*** Begin section ***

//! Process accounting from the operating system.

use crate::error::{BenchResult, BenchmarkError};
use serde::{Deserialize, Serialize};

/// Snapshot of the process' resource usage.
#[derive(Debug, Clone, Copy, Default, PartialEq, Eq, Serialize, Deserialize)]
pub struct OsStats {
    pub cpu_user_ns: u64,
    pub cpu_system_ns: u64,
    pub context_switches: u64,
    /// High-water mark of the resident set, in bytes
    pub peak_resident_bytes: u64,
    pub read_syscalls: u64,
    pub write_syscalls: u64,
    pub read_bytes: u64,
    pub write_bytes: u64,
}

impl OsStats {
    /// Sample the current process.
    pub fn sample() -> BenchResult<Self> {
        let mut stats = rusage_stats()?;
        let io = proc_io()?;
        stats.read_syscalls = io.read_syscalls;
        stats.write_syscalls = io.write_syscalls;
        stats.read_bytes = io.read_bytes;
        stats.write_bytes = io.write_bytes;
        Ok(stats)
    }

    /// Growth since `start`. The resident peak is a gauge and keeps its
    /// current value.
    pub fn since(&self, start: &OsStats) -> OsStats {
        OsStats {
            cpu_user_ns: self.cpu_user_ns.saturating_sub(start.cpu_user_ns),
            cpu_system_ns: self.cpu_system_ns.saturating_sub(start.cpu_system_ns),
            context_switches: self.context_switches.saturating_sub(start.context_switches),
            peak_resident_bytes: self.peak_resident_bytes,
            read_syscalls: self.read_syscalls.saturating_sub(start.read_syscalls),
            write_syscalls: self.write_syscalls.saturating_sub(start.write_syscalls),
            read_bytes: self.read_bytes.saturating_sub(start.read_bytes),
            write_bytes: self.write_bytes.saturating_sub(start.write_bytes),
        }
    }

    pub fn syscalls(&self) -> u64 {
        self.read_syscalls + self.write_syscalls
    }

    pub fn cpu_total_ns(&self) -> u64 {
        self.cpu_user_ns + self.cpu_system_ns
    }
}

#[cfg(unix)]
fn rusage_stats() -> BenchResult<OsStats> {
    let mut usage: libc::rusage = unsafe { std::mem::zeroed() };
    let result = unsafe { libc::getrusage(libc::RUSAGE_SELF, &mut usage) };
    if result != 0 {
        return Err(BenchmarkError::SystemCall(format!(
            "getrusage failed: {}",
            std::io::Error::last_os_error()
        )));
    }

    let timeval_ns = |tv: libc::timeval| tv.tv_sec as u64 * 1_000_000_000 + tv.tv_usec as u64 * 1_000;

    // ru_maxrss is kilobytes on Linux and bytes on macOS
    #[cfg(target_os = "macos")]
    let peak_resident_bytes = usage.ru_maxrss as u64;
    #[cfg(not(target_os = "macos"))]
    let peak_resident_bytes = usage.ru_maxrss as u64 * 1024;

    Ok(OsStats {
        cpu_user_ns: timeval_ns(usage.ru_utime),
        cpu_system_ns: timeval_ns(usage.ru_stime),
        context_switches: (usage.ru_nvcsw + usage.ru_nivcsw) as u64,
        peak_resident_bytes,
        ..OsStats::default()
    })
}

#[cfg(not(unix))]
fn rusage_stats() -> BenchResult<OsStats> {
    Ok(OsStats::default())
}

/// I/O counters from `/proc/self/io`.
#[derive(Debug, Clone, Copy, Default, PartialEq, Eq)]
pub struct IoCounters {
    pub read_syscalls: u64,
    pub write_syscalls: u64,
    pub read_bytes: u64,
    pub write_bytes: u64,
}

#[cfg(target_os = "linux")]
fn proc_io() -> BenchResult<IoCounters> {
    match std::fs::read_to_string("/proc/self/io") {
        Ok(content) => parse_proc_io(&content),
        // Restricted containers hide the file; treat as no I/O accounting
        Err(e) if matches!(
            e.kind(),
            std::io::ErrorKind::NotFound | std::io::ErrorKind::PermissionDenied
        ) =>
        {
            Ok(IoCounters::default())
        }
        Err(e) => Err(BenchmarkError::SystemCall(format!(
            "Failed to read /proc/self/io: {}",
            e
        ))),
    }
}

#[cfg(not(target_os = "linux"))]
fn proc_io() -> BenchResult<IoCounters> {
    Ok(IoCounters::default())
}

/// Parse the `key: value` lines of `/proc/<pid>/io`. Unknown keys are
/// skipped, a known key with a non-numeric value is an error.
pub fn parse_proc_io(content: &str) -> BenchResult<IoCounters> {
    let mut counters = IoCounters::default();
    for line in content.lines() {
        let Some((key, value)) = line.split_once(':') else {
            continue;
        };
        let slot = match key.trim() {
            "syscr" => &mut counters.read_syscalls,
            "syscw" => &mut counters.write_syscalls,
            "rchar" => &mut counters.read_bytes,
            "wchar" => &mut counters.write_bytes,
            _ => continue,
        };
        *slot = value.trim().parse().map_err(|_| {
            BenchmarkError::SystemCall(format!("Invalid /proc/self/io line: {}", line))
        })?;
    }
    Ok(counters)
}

*** End section ***

* _WHAT YOU NEED TO DO_
Return all of the entries word for word.

* _ANSWER BOX_
//! Process accounting from the operating system.

use crate::error::{BenchResult, BenchmarkError};
use serde::{Deserialize, Serialize};

/// Snapshot of the process' resource usage.
#[derive(Debug, Clone, Copy, Default, PartialEq, Eq, Serialize, Deserialize)]
pub struct OsStats {
    pub cpu_user_ns: u64,
    pub cpu_system_ns: u64,
    pub context_switches: u64,
    /// High-water mark of the resident set, in bytes
    pub peak_resident_bytes: u64,
    pub read_syscalls: u64,
    pub write_syscalls: u64,
    pub read_bytes: u64,
    pub write_bytes: u64,
}

impl OsStats {
    /// Sample the current process.
    pub fn sample() -> BenchResult<Self> {
        let mut stats = rusage_stats()?;
        let io = proc_io()?;
        stats.read_syscalls = io.read_syscalls;
        stats.write_syscalls = io.write_syscalls;
        stats.read_bytes = io.read_bytes;
        stats.write_bytes = io.write_bytes;
        Ok(stats)
    }

    /// Growth since `start`. The resident peak is a gauge and keeps its
    /// current value.
    pub fn since(&self, start: &OsStats) -> OsStats {
        OsStats {
            cpu_user_ns: self.cpu_user_ns.saturating_sub(start.cpu_user_ns),
            cpu_system_ns: self.cpu_system_ns.saturating_sub(start.cpu_system_ns),
            context_switches: self.context_switches.saturating_sub(start.context_switches),
            peak_resident_bytes: self.peak_resident_bytes,
            read_syscalls: self.read_syscalls.saturating_sub(start.read_syscalls),
            write_syscalls: self.write_syscalls.saturating_sub(start.write_syscalls),
            read_bytes: self.read_bytes.saturating_sub(start.read_bytes),
            write_bytes: self.write_bytes.saturating_sub(start.write_bytes),
        }
    }

    pub fn syscalls(&self) -> u64 {
        self.read_syscalls + self.write_syscalls
    }

    pub fn cpu_total_ns(&self) -> u64 {
        self.cpu_user_ns + self.cpu_system_ns
    }
}

#[cfg(unix)]
fn rusage_stats() -> BenchResult<OsStats> {
    let mut usage: libc::rusage = unsafe { std::mem::zeroed() };
    let result = unsafe { libc::getrusage(libc::RUSAGE_SELF, &mut usage) };
    if result != 0 {
        return Err(BenchmarkError::SystemCall(format!(
            "getrusage failed: {}",
            std::io::Error::last_os_error()
        )));
    }

    let timeval_ns = |tv: libc::timeval| tv.tv_sec as u64 * 1_000_000_000 + tv.tv_usec as u64 * 1_000;

    // ru_maxrss is kilobytes on Linux and bytes on macOS
    #[cfg(target_os = "macos")]
    let peak_resident_bytes = usage.ru_maxrss as u64;
    #[cfg(not(target_os = "macos"))]
    let peak_resident_bytes = usage.ru_maxrss as u64 * 1024;

    Ok(OsStats {
        cpu_user_ns: timeval_ns(usage.ru_utime),
        cpu_system_ns: timeval_ns(usage.ru_stime),
        context_switches: (usage.ru_nvcsw + usage.ru_nivcsw) as u64,
        peak_resident_bytes,
        ..OsStats::default()
    })
}

#[cfg(not(unix))]
fn rusage_stats() -> BenchResult<OsStats> {
    Ok(OsStats::default())
}

/// I/O counters from `/proc/self/io`.
#[derive(Debug, Clone, Copy, Default, PartialEq, Eq)]
pub struct IoCounters {
    pub read_syscalls: u64,
    pub write_syscalls: u64,
    pub read_bytes: u64,
    pub write_bytes: u64,
}

#[cfg(target_os = "linux")]
fn proc_io() -> BenchResult<IoCounters> {
    match std::fs::read_to_string("/proc/self/io") {
        Ok(content) => parse_proc_io(&content),
        // Restricted containers hide the file; treat as no I/O accounting
        Err(e) if matches!(
            e.kind(),
            std::io::ErrorKind::NotFound | std::io::ErrorKind::PermissionDenied
        ) =>
        {
            Ok(IoCounters::default())
        }
        Err(e) => Err(BenchmarkError::SystemCall(format!(
            "Failed to read /proc/self/io: {}",
            e
        ))),
    }
}

#[cfg(not(target_os = "linux"))]
fn proc_io() -> BenchResult<IoCounters> {
    Ok(IoCounters::default())
}

/// Parse the `key: value` lines of `/proc/<pid>/io`. Unknown keys are
/// skipped, a known key with a non-numeric value is an error.
pub fn parse_proc_io(content: &str) -> BenchResult<IoCounters> {
    let mut counters = IoCounters::default();
    for line in content.lines() {
        let Some((key, value)) = line.split_once(':') else {
            continue;
        };
        let slot = match key.trim() {
            "syscr" => &mut counters.read_syscalls,
            "syscw" => &mut counters.write_syscalls,
            "rchar" => &mut counters.read_bytes,
            "wchar" => &mut counters.write_bytes,
            _ => continue,
        };
        *slot = value.trim().parse().map_err(|_| {
            BenchmarkError::SystemCall(format!("Invalid /proc/self/io line: {}", line))
        })?;
    }
    Ok(counters)
}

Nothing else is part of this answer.